- **Exercise objective**: All lines in the records below that hold "contour" are to be shown.

Stored data entries
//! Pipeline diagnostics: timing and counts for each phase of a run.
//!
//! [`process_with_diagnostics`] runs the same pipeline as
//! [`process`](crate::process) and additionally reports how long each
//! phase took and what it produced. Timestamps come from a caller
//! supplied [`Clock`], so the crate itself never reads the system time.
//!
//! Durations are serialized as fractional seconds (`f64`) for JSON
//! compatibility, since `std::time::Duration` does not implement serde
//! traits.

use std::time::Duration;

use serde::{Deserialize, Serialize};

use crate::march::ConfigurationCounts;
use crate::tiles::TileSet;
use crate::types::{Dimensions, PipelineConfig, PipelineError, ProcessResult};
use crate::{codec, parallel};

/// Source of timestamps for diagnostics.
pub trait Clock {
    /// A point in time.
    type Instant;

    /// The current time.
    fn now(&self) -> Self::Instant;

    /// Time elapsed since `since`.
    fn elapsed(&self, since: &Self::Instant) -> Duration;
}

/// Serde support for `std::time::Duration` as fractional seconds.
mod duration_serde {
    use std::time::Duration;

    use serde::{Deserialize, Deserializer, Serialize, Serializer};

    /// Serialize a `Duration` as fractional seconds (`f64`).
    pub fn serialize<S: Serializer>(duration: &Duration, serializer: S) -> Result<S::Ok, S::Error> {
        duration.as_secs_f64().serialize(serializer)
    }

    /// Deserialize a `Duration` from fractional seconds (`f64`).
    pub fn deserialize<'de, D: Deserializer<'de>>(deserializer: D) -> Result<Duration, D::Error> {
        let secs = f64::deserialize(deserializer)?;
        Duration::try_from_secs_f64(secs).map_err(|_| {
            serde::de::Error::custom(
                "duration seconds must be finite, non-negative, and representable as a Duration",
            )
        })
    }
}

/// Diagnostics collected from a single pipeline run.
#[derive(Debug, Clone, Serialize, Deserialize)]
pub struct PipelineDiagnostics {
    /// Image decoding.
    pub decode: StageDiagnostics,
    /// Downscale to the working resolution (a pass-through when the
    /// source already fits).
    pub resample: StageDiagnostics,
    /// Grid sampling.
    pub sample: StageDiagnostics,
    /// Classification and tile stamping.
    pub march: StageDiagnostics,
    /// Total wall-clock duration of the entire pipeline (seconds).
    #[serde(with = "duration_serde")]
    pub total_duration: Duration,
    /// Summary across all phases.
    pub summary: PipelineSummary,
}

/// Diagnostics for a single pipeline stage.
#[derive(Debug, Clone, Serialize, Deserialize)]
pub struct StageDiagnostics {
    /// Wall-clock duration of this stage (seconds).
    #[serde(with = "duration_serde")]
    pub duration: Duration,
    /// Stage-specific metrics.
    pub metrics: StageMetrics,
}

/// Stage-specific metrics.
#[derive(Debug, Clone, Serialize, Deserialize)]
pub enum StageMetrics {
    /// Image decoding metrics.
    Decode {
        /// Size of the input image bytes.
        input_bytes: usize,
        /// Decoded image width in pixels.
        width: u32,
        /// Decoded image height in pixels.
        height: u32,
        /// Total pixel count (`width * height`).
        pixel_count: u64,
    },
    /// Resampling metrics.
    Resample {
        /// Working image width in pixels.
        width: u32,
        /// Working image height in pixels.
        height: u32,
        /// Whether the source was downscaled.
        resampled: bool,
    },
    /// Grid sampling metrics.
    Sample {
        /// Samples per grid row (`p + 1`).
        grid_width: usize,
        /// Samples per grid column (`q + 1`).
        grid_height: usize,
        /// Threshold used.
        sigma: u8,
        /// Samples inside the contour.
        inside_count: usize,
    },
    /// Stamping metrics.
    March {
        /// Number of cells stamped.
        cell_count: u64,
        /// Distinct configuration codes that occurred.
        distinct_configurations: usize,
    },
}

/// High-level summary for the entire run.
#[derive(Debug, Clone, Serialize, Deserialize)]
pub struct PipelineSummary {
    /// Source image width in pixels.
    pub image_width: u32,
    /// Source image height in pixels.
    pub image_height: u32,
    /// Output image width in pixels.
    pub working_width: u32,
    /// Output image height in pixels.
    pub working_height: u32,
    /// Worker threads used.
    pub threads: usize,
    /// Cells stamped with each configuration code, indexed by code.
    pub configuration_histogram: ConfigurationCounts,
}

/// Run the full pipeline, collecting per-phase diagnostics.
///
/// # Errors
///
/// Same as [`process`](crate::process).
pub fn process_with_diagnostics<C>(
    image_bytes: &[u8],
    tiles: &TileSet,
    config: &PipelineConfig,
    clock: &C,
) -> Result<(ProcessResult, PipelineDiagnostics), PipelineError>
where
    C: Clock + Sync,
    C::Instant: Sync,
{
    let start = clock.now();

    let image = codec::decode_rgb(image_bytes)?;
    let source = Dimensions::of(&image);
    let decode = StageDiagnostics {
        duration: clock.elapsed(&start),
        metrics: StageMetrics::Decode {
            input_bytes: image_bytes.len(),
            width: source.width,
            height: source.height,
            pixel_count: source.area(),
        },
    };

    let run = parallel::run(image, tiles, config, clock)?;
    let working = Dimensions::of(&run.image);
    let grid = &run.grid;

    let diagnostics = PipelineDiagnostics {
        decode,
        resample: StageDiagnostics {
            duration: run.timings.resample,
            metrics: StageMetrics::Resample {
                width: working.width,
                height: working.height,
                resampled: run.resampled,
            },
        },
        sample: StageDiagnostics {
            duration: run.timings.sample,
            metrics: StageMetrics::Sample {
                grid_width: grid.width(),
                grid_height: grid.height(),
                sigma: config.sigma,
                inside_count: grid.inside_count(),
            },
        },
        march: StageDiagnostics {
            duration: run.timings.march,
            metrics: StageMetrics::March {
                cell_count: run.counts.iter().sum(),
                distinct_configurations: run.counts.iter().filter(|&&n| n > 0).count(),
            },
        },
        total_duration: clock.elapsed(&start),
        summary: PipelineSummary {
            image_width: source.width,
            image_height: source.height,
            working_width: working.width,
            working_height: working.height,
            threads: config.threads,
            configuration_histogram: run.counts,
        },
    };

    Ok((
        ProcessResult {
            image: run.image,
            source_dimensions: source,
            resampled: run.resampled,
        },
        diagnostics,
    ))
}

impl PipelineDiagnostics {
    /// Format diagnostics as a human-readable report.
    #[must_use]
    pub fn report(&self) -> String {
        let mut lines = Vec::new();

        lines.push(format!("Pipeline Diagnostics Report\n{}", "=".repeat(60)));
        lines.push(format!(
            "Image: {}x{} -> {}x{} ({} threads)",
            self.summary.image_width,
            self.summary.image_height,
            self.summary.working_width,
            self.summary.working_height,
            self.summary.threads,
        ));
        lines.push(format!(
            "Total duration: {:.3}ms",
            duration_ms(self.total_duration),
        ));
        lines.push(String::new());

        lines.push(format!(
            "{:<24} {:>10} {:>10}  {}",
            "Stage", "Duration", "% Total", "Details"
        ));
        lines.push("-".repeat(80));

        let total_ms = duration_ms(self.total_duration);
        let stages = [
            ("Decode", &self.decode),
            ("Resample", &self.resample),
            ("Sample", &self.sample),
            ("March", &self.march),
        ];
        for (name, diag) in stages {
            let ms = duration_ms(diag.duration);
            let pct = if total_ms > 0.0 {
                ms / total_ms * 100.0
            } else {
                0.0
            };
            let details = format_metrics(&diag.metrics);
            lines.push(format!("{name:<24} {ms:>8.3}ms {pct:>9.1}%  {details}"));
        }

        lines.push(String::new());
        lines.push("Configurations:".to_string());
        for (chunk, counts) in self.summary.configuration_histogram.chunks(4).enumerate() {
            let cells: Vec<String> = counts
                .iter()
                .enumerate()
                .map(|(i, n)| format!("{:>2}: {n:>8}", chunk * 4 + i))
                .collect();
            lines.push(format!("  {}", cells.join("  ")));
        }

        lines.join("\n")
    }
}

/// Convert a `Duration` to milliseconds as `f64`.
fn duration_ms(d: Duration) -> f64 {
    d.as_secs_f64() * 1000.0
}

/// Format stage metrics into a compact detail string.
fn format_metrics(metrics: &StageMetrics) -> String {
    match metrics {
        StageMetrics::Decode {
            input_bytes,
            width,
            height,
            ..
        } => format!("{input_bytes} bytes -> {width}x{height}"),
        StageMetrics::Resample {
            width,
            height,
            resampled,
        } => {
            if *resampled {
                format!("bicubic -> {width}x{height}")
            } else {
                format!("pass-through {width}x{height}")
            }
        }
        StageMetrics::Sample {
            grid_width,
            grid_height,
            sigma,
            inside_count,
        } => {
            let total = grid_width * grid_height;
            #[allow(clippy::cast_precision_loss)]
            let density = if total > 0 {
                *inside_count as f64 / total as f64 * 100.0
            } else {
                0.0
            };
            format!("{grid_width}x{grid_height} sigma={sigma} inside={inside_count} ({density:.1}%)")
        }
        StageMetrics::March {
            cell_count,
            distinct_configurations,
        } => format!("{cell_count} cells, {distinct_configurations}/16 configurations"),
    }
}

---

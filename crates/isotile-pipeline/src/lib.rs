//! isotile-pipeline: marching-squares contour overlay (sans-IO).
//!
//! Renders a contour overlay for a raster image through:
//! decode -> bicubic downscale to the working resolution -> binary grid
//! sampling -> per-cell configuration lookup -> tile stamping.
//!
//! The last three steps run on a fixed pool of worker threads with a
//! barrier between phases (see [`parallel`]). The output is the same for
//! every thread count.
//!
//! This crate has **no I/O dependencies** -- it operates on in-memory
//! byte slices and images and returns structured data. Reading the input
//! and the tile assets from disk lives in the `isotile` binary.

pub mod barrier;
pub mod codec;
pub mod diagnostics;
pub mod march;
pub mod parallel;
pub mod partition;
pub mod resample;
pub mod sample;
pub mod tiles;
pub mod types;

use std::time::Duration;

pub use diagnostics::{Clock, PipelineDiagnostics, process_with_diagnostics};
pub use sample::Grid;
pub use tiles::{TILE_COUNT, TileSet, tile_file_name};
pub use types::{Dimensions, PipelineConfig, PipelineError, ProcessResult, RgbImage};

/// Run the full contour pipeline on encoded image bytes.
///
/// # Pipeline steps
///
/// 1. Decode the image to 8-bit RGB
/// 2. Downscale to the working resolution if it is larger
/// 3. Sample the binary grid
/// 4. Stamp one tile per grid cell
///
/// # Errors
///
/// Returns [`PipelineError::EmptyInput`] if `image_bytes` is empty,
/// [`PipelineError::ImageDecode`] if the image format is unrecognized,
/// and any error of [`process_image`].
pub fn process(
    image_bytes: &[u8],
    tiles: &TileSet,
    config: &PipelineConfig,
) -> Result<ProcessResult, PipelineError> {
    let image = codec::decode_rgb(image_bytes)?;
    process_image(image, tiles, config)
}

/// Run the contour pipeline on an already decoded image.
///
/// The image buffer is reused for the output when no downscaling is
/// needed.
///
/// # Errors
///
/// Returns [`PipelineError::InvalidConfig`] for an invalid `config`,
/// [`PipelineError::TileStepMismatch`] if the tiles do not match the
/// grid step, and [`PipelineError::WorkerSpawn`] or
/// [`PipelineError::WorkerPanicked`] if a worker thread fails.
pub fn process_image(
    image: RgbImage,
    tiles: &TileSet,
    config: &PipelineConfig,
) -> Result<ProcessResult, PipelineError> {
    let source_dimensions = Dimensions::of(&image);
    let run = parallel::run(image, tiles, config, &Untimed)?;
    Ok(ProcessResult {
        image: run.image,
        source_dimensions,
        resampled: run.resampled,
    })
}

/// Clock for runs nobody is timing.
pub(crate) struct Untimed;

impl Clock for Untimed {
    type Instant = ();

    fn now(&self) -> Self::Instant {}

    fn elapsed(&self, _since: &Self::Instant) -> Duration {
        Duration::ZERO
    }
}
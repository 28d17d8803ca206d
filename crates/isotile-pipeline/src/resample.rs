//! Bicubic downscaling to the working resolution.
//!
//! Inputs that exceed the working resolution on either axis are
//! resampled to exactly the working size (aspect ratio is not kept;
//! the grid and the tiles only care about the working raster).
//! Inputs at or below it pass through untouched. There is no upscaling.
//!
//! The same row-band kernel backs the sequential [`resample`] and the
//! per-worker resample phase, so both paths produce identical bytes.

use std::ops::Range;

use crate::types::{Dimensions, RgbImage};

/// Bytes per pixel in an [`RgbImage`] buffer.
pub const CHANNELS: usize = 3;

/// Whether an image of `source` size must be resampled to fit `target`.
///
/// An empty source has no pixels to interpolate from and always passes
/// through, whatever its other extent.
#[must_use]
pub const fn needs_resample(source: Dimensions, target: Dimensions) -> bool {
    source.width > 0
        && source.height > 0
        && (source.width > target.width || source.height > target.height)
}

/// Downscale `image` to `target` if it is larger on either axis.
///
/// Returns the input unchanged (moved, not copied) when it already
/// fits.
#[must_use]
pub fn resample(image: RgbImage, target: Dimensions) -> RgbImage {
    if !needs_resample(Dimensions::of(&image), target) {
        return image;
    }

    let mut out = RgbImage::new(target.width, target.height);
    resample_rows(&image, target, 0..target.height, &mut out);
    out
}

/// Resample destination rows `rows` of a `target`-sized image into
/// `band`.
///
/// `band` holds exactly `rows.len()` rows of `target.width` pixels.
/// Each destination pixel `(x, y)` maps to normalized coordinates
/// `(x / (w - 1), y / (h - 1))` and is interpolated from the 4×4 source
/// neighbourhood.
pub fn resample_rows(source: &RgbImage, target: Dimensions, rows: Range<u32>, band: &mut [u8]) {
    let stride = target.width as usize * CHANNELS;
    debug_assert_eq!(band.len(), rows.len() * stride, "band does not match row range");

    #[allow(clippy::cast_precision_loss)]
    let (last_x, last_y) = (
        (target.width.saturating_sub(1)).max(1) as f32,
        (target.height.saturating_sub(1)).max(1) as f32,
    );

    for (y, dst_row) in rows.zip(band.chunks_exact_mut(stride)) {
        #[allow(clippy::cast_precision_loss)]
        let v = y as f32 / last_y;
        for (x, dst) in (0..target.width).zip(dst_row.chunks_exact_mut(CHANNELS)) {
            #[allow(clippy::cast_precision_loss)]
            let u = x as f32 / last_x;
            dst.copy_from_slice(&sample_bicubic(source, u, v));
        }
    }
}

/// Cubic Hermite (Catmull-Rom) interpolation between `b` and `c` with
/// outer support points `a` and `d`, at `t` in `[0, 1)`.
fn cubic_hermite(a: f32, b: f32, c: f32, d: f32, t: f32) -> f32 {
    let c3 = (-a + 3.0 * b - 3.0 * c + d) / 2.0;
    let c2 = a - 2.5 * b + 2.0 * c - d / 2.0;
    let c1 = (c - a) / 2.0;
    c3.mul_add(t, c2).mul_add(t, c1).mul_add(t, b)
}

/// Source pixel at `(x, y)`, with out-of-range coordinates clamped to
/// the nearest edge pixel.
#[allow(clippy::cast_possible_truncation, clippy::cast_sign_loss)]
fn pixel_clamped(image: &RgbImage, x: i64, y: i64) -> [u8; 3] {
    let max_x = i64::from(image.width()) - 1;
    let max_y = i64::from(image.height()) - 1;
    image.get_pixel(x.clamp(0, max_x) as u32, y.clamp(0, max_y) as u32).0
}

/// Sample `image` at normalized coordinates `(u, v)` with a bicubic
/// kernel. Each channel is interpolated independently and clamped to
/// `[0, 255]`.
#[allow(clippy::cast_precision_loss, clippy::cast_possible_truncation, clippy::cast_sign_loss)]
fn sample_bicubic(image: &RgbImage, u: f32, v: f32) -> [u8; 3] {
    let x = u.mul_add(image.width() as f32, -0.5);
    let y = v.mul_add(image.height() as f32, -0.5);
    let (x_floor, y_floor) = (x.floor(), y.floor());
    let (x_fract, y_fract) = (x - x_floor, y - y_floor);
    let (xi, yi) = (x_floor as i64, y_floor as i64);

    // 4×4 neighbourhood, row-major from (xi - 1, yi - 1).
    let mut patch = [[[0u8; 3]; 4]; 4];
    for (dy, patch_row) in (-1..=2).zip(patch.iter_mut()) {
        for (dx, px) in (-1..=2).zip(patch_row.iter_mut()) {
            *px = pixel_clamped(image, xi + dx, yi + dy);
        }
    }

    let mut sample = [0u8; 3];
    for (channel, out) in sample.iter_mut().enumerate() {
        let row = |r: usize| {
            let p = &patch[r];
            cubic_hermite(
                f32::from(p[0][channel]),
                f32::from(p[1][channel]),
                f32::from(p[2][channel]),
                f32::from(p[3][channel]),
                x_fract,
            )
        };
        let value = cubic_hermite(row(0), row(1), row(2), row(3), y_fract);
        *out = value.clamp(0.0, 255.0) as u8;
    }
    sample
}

- **Response**:
        /// Samples inside the contour.
//! isotile-pipeline: marching-squares contour overlay (sans-IO).
//! Renders a contour overlay for a raster image through:
/// Run the full contour pipeline on encoded image bytes.
/// Run the contour pipeline on an already decoded image.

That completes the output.